Deuxième secret : Les zones économiques spéciales et la science des tests
La Chine n’a pas transformé tout son pays d’un coup. Elle a d’abord testé ses idées dans des laboratoires territoriaux qu’on appelle Zones Économiques Spéciales (ZES).
Shenzhen, en 1980, ce n’était qu’un village de pêcheurs avec moins de 30 000 habitants. Aujourd’hui, c’est une ville de plus de 18 millions d’habitants, et le siège de Huawei, BYD et Tencent. La croissance de Shenzhen n’est pas un miracle. C’est un prototype, un test scientifique : « Si ça marche ici, on étend. Si ça échoue, on corrige. » C’est exactement ce que fait un ingénieur en laboratoire.
Troisième secret : L’industrialisation avant la consommation
L’Afrique veut souvent commencer par la consommation. Téléphones, motos, habits.
La Chine a fait l’inverse. Elle a exporté avant de consommer. Dans les années 1980, la possession d’un vélo ou d’une télévision était un luxe en Chine. Mais les usines fabriquaient déjà pour le monde entier. Vêtements, jouets, appareils simples. L’argent venait de l’extérieur, la valeur ajoutée restait à l’intérieur.
4. Quatrième secret : Les infrastructures comme colonne vertébrale
On ne combat pas la pauvreté avec de longues prières, mais avec des routes, des ports, des rails, et l’électricité accessible.

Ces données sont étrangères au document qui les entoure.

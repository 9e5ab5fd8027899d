//! Query dispatch
//!
//! Sits between the command handlers and the manager traits: runs the
//! query, classifies and groups the result by state, resolves removal
//! identifiers, and drives the bulk clean.

use thiserror::Error;

use crate::domain::{Binding, BindingState, Package, PackageState};
use crate::manager::{DiscoveryManager, PackageManager};

#[derive(Debug, Error, PartialEq)]
pub enum QueryError {
    #[error("The identifier \"{prefix}\" matches {count} bindings. Pass a longer prefix.")]
    AmbiguousIdentifier { prefix: String, count: usize },
}

/// Partitions packages by classified state, in display order
///
/// Rows inside a group are sorted by package name; empty groups are
/// omitted entirely.
pub fn group_packages(packages: &[Package]) -> Vec<(PackageState, Vec<Package>)> {
    PackageState::all()
        .into_iter()
        .filter_map(|state| {
            let mut group: Vec<Package> = packages
                .iter()
                .filter(|package| package.state() == state)
                .cloned()
                .collect();
            group.sort_by(|a, b| a.name.cmp(&b.name));
            (!group.is_empty()).then_some((state, group))
        })
        .collect()
}

/// Collects bindings of the given packages, grouped by requested state
///
/// States appear in the fixed display order; within a group, bindings
/// follow the package order and the manager's order per package. Empty
/// groups are omitted.
pub fn group_bindings(
    discovery: &impl DiscoveryManager,
    package_names: &[String],
    states: &[BindingState],
) -> Vec<(BindingState, Vec<Binding>)> {
    BindingState::all()
        .into_iter()
        .filter(|state| states.contains(state))
        .filter_map(|state| {
            let group: Vec<Binding> = package_names
                .iter()
                .flat_map(|package| discovery.get_bindings(package, state))
                .collect();
            (!group.is_empty()).then_some((state, group))
        })
        .collect()
}

/// Resolves a binding by exact UUID or unambiguous prefix
///
/// Zero matches is a successful no-op; more than one match is an error,
/// never silently resolved.
pub fn resolve_binding(
    discovery: &impl DiscoveryManager,
    uuid_or_prefix: &str,
) -> Result<Option<Binding>, QueryError> {
    let mut matches = discovery.find_bindings(uuid_or_prefix);
    match matches.len() {
        0 => Ok(None),
        1 => Ok(Some(matches.remove(0))),
        count => Err(QueryError::AmbiguousIdentifier {
            prefix: uuid_or_prefix.to_string(),
            count,
        }),
    }
}

/// Removes every package currently classified `not-found`
///
/// Operates per entity: one failed removal does not block the rest.
/// Returns the names that were removed, in manager order.
pub fn clean_packages(manager: &mut impl PackageManager) -> Vec<String> {
    let not_found: Vec<String> = manager
        .get_packages()
        .iter()
        .filter(|package| package.state() == PackageState::NotFound)
        .map(|package| package.name.clone())
        .collect();

    not_found
        .into_iter()
        .filter(|name| manager.remove_package(name).is_ok())
        .collect()
}
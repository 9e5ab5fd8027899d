//! Package scope flags shared by listing commands

use clap::Args;

use crate::manager::PackageManager;

/// Selects which packages a listing command covers
#[derive(Args, Debug, Default)]
pub struct PackageScope {
    /// Cover the root package
    #[arg(long)]
    pub root: bool,

    /// Cover the given package (repeatable)
    #[arg(long, short = 'p', value_name = "PACKAGE")]
    pub package: Vec<String>,

    /// Cover all packages
    #[arg(long, short = 'a')]
    pub all: bool,
}

impl PackageScope {
    /// Resolves the scope to concrete package names
    ///
    /// `--all` wins; otherwise the root package is covered when `--root`
    /// is given or no `--package` was named, followed by every
    /// `--package` value in order.
    pub fn resolve(&self, packages: &impl PackageManager) -> Vec<String> {
        if self.all {
            return packages
                .get_packages()
                .into_iter()
                .map(|package| package.name)
                .collect();
        }

        let mut names = Vec::new();
        if self.root || self.package.is_empty() {
            names.push(packages.get_root_package().name.clone());
        }
        names.extend(self.package.iter().cloned());
        names
    }
}
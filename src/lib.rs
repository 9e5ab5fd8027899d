//! resin - command surface for a resource/package management tool
//!
//! resin binds resource queries to typed handlers, maps filesystem paths
//! into a virtual resource tree, and manages installed packages. Storage
//! and resolution are delegated to the manager component behind the
//! traits in [`manager`]; this crate interprets arguments, builds query
//! predicates, classifies entity states, and renders the results.

pub mod domain;
pub mod manager;
pub mod query;
pub mod cli;

pub use domain::{Binding, BindingState, Package, PackageState, Predicate, Value};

Entre 1990 et 2020, la Chine a construit plus de 140 000 km d’autoroutes (deux fois le réseau des États-Unis) et plus de 40 000 km de lignes de train à grande vitesse, soit 70 % du réseau mondial.
Quand un paysan peut amener son produit au marché en 30 minutes au lieu de 5 heures, ce n’est pas un miracle, c’est de l’ingénierie économique.
5. Cinquième secret : La discipline collective
Quand un gouvernement chinois dit qu’un chantier doit finir en 10 jours, il finit en 10 jours. Pas parce qu’ils sont plus intelligents, mais parce qu’ils ont une culture du devoir collectif que nous avons perdue chez nous.
L’exemple que je donne ici, c’est l’hôpital construit en 10 jours à Wuhan (2020) lors du COVID. Plus de 7 000 ouvriers mobilisés jour et nuit, sans pause, avec rotation parfaite. Résultat, un hôpital opérationnel pendant que dans nos pays, un simple bâtiment administratif ou amphithéâtre universitaire met quatre ans et parfois ne finit jamais.
Pendant ce temps, à Bangui, en République Centrafricaine… Touadéra fait tout à fait le contraire. Il fait des discours pour que le pays se développe, alors que le pays est en retard de plus de 50 ans. Il fait des discours alors que dans la réalité, rien. Il rassemble les gens, il fait des prières. C’est de la mythomanie.
Bref, la pauvreté n’est pas une malédiction Les Chinois ont vaincu la misère sans prière, mais pas sans morale. Leur morale, c’est le travail, la discipline, l’organisation collective, la science, l’audace d’essayer et le courage de corriger.